La ricerca su MPAN appare ancora concentrata a identificare la funzione primaria della proteina C19orf12, tuttora in parte sconosciuta ma probabilmente associata all’accumulo di ferro. Anche l’autofagia sembra giocare un ruolo importante nei meccanismi patologici di MPAN, e quindi potrebbe essere un target terapeutico da investigare ulteriormente. Ad oggi, sono stati identificati 5 composti che potrebbero ripristinare l’autofagia nei fibroblasti MPAN, e sono in corso studi su modelli animali, come lo Zebrafish, per valutarne l’efficacia.
Per BPAN, è emersa l’importanza di investigare il ruolo della proteina WiPi4 nei meccanismi legati all’autofagia e all’omeostasi del ferro e il loro effetto sui neuroni dopaminergici, come presentato dalla dott.ssa Lena Burbulla (Ludwig-Maximilians University, Monaco di Baviera). I neuroni dopaminergici sembrano risultare maggiormente esposti all’eccesso di ferro, combinato all’elevata ossidazione della dopamina. L’utilizzo di composti chelanti del ferro e molecole antiossidanti potrebbe rappresentare una strategia terapeutica.
La dott.ssa Arcangela Iuso (Helmholtz Zentrum, Monaco di Baviera) ha presentato inoltre i risultati ottenuti dalla caratterizzazione di un nuovo modello animale di topo BPAN, che ha permesso di identificare alcuni parametri clinici e biochimici da approfondire ulteriormente.
Nel suo intervento, il dott. Ahad Rahim (University College London, Londra) ha illustrato i promettenti risultati ottenuti nello sviluppo di una terapia genica per PLAN/INAD. Il suo gruppo di ricerca è infatti riuscito a inserire il gene PLA2G6 in un vettore virale adeno-associato, che è stato somministrato a topi geneticamente modificati per esprimere la patologia PLAN. La terapia ha permesso di ridurre la neurodegenerazione e migliorare la funzione locomotoria e la sopravvivenza degli animali.
In merito a FAHN, è emersa l’importanza di definire biomarker neuroradiologici, clinici e biochimici, e di investigare i meccanismi d’azione che portano all’accumulo di ferro, nell’ottica di sviluppare un approccio terapeutico mediante terapia genica.
Ogni giornata si è chiusa con una vivace tavola rotonda aperta a tutti i partecipanti, per discutere sulle necessità urgenti e sui futuri passi da compiere.

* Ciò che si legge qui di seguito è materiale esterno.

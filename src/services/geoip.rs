use async_trait::async_trait;
use maxminddb::{geoip2, MaxMindDBError, Reader};
use std::collections::BTreeMap;
use std::net::IpAddr;
use std::path::Path;
use std::sync::Arc;

use crate::error::{AppError, Result};
use crate::services::enricher::{GeoLocator, LookupError};

/// Language of the place names taken from the database.
const NAME_LANGUAGE: &str = "en";

/// Geolocation backed by a MaxMind GeoIP2/GeoLite2 City database.
#[derive(Clone)]
pub struct MaxMindGeoLocator {
    reader: Arc<Reader<Vec<u8>>>,
}

impl MaxMindGeoLocator {
    /// Loads the database at `path` into memory.
    ///
    /// # Arguments
    ///
    /// * `path` - Location of a `.mmdb` City database.
    ///
    /// # Returns
    ///
    /// A `Result` containing the locator, or `AppError::Internal` when the
    /// file is missing or is not a MaxMind database.
    pub fn open(path: impl AsRef<Path>) -> Result<Self> {
        let path = path.as_ref();
        let reader = Reader::open_readfile(path).map_err(|e| {
            AppError::Internal(format!("Cannot open GeoIP database {}: {}", path.display(), e))
        })?;

        tracing::info!(
            "🌍 GeoIP database loaded ({}, built {})",
            reader.metadata.database_type,
            reader.metadata.build_epoch
        );

        Ok(Self {
            reader: Arc::new(reader),
        })
    }

    fn lookup(&self, ip: IpAddr) -> std::result::Result<geoip2::City<'_>, LookupError> {
        self.reader
            .lookup::<geoip2::City>(ip)
            .map_err(|e| lookup_error(ip, e))
    }
}

fn lookup_error(ip: IpAddr, error: MaxMindDBError) -> LookupError {
    match error {
        MaxMindDBError::AddressNotFoundError(_) => LookupError::NotFound(ip),
        other => LookupError::Unavailable(other.to_string()),
    }
}

fn preferred_name(
    ip: IpAddr,
    names: Option<BTreeMap<&str, &str>>,
) -> std::result::Result<String, LookupError> {
    names
        .and_then(|names| names.get(NAME_LANGUAGE).map(|name| name.to_string()))
        .ok_or(LookupError::NotFound(ip))
}

#[async_trait]
impl GeoLocator for MaxMindGeoLocator {
    async fn city(&self, ip: IpAddr) -> std::result::Result<String, LookupError> {
        let record = self.lookup(ip)?;
        preferred_name(ip, record.city.and_then(|city| city.names))
    }

    async fn country(&self, ip: IpAddr) -> std::result::Result<String, LookupError> {
        let record = self.lookup(ip)?;
        preferred_name(ip, record.country.and_then(|country| country.names))
    }
}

Questi eventi sono stati particolarmente apprezzati dalla platea, attirando ogni volta tra i 50 e i 75 partecipanti che hanno contribuito al dibattito con domande e proposte.

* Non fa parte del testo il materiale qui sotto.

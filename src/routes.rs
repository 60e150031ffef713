use axum::{
    middleware::from_fn_with_state,
    routing::{delete, get},
    Router,
};
use tower_cookies::CookieManagerLayer;

use crate::{handlers, middleware_layer, state::AppState};

/// Builds the session management API with the full session stack.
///
/// Layers run outermost first: cookies, container load/persist, admission,
/// activity tracking, then the handler.
pub fn app(state: AppState) -> Router {
    Router::new()
        .route("/api/sessions", get(handlers::sessions::list_sessions))
        .route(
            "/api/sessions/{session_id}",
            delete(handlers::sessions::delete_session),
        )
        .route("/api/notices", get(handlers::sessions::list_notices))
        .layer(from_fn_with_state(
            state.clone(),
            middleware_layer::activity::track_activity,
        ))
        .layer(from_fn_with_state(
            state.clone(),
            middleware_layer::admission::enforce_admission,
        ))
        .layer(from_fn_with_state(
            state.clone(),
            middleware_layer::session::load_session,
        ))
        .layer(CookieManagerLayer::new())
        .with_state(state)
}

Il programma completo del convegno, insieme agli abstract delle presentazioni orali e poster, è disponibile a questo link https://nbiasuisse.org/wp-content/uploads/2022/10/8th-NBIA-Symp.-Program-booklet.pdf
Dalla discussione sono emersi gli aspetti chiave, trasversali a tutte le patologie NBIA, che devono secondo i presenti essere al centro della roadmap strategica per il futuro:
- decifrare i meccanismi biologici alla base delle patologie NBIA, in modo da aprire la strada a nuovi potenziali approcci terapeutici;
- esplorare il potenziale della terapia genica, farmacologica e cellulare nel trattamento delle varie forme di NBIA;
- generare modelli animali e cellulari appropriati da utilizzare nei test preclinici;
- effettuare studi di storia naturale e sviluppare scale di valutazione adeguate per ogni sottotipo di NBIA, che possano poi essere utilizzate come outcome measures negli studi clinici;
- disegnare e programmare studi clinici per valutare le nuove opzioni terapeutiche in fase di ricerca.
Tutti i partecipanti hanno riconosciuto come la carenza di fondi destinati alla ricerca sia uno degli ostacoli principali per l’avanzamento della conoscenza e delle possibilità terapeutiche nel campo delle NBIA.
Incoraggiante è stata invece la partecipazione di un nutrito gruppo di giovani ricercatori, che possono dare impulso ad un campo di ricerca purtroppo ancora poco esplorato.
Il Simposio è stato occasione per la nascita di nuove sinergie tra i ricercatori, che hanno condiviso il loro desiderio di lavorare insieme sulle nuove frontiere di ricerca emerse dalla discussione.